Imagínate la escena: te despiertas, vas a tu 7-Eleven de confianza en Sterling Heights, Michigan, compras un boleto de Club Keno, y ¡zas! La vida te sonríe con una fortuna. Eso mismo le pasó a un vecino de Macomb County. Este campeón acertó 9 de los 10 números de su boleto ‘Club Keno Kicker’ y, gracias a un multiplicador x5, su premio de 300.000 pavos se convirtió en la friolera de 1.5 millones de dólares. ¡Un pellizco que te soluciona más de una hipoteca, o dos, o tres!
Pero aquí viene la parte que nos hace pensar en la maravillosa complejidad de la mente humana. Lejos de saltar de alegría o montar una fiesta digna de Las Vegas, nuestro protagonista estaba… ¡chafado! Sí, habéis leído bien. Un poco ‘depre’, vamos. ¿El motivo? Pues que se quedó a un mísero número de acertar los diez. Si la diosa fortuna le hubiera guiñado el ojo una vez más, esos 2 millones iniciales se habrían transformado en ¡10 millones de dólares con el multiplicador! Diez veces más, ni más ni menos.

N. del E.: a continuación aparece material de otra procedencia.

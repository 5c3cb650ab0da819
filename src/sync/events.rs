use serde::Serialize;

/// Lifecycle event emitted while a sync invocation runs.
///
/// Serialized as one JSON object per line for the consumer. `complete` and
/// `error` are terminal: exactly one of them ends every invocation, and the
/// caller must not infer completion from anything else.
#[derive(Debug, Clone, Serialize)]
#[serde(tag = "type", rename_all = "lowercase")]
pub enum SyncEvent {
    Progress {
        message: String,
        #[serde(skip_serializing_if = "Option::is_none")]
        data: Option<ProgressData>,
    },
    Complete {
        message: String,
        data: SyncSummary,
    },
    Error {
        message: String,
    },
}

impl SyncEvent {
    pub fn progress(message: impl Into<String>) -> Self {
        Self::Progress {
            message: message.into(),
            data: None,
        }
    }

    pub fn progress_with(message: impl Into<String>, data: ProgressData) -> Self {
        Self::Progress {
            message: message.into(),
            data: Some(data),
        }
    }

    pub fn error(message: impl Into<String>) -> Self {
        Self::Error {
            message: message.into(),
        }
    }

    pub fn is_terminal(&self) -> bool {
        matches!(self, Self::Complete { .. } | Self::Error { .. })
    }
}

/// Partial counters attached to informational progress events.
#[derive(Debug, Clone, Default, Serialize)]
#[serde(rename_all = "camelCase")]
pub struct ProgressData {
    #[serde(skip_serializing_if = "Option::is_none")]
    pub total_supply: Option<u64>,
    #[serde(skip_serializing_if = "Option::is_none")]
    pub processed: Option<u64>,
    #[serde(skip_serializing_if = "Option::is_none")]
    pub updated: Option<u64>,
    #[serde(skip_serializing_if = "Option::is_none")]
    pub skipped: Option<u64>,
    #[serde(skip_serializing_if = "Option::is_none")]
    pub not_minted: Option<u64>,
    #[serde(skip_serializing_if = "Option::is_none")]
    pub percentage: Option<f64>,
    #[serde(skip_serializing_if = "Option::is_none")]
    pub current_id: Option<u64>,
}

/// Final counters carried by the terminal `complete` event.
#[derive(Debug, Clone, Default, Serialize)]
#[serde(rename_all = "camelCase")]
pub struct SyncSummary {
    pub total_supply: u64,
    pub processed: u64,
    pub updated: u64,
    pub skipped: u64,
    pub not_minted: u64,
    pub errors: Vec<String>,
}

#[cfg(test)]
mod tests {
    use super::*;

    #[test]
    fn progress_without_data_omits_the_field() {
        let json = serde_json::to_value(SyncEvent::progress("Starting sync")).unwrap();
        assert_eq!(json["type"], "progress");
        assert_eq!(json["message"], "Starting sync");
        assert!(json.get("data").is_none());
    }

    #[test]
    fn progress_data_uses_camel_case_keys() {
        let event = SyncEvent::progress_with(
            "Processed token 15",
            ProgressData {
                total_supply: Some(100),
                processed: Some(15),
                not_minted: Some(2),
                current_id: Some(15),
                percentage: Some(15.0),
                ..Default::default()
            },
        );

        let json = serde_json::to_value(event).unwrap();
        assert_eq!(json["data"]["totalSupply"], 100);
        assert_eq!(json["data"]["notMinted"], 2);
        assert_eq!(json["data"]["currentId"], 15);
        // Unset counters are omitted entirely
        assert!(json["data"].get("updated").is_none());
    }

    #[test]
    fn complete_carries_full_summary() {
        let event = SyncEvent::Complete {
            message: "Fully synchronized".to_string(),
            data: SyncSummary {
                total_supply: 50,
                processed: 50,
                updated: 48,
                skipped: 0,
                not_minted: 2,
                errors: vec![],
            },
        };

        assert!(event.is_terminal());
        let json = serde_json::to_value(event).unwrap();
        assert_eq!(json["type"], "complete");
        assert_eq!(json["data"]["totalSupply"], 50);
        assert_eq!(json["data"]["errors"], serde_json::json!([]));
    }

    #[test]
    fn error_is_terminal() {
        let event = SyncEvent::error("Failed to read total supply");
        assert!(event.is_terminal());
        assert!(!SyncEvent::progress("still going").is_terminal());
    }
}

Es la eterna historia de la ambición, ¿verdad? Uno gana un pastizal, pero no puede evitar mirar el horizonte y pensar en lo que ‘pudo haber sido’. La lotería te hace millonario, pero también te recuerda lo cerca que estuviste de ser *mega* millonario. Los responsables de la Lotería de Michigan lo resumieron a la perfección: «La mayoría de los jugadores sueñan con el bote y ganar 1.5 millones, pero para este jugador, fue un poco agridulce.» ¡Vaya oxímoron de la felicidad!
Al final, este afortunado con un punto de melancolía hizo lo más sensato del mundo: fue a la sede de la Lotería de Michigan a reclamar su premio y anunció que lo va a guardar. Ni caprichos excéntricos, ni viajes alrededor del mundo, al menos de momento. Solo ahorrar. Quizás esté ahorrando para cuando le toque el gordo de verdad y no le quede esa espinita de «lo que pudo haber sido». Una lección de humildad o de ambición, según cómo se mire, pero sin duda una anécdota que nos recuerda que incluso los ganadores de lotería tienen sus días de «bah, podría haber sido mejor».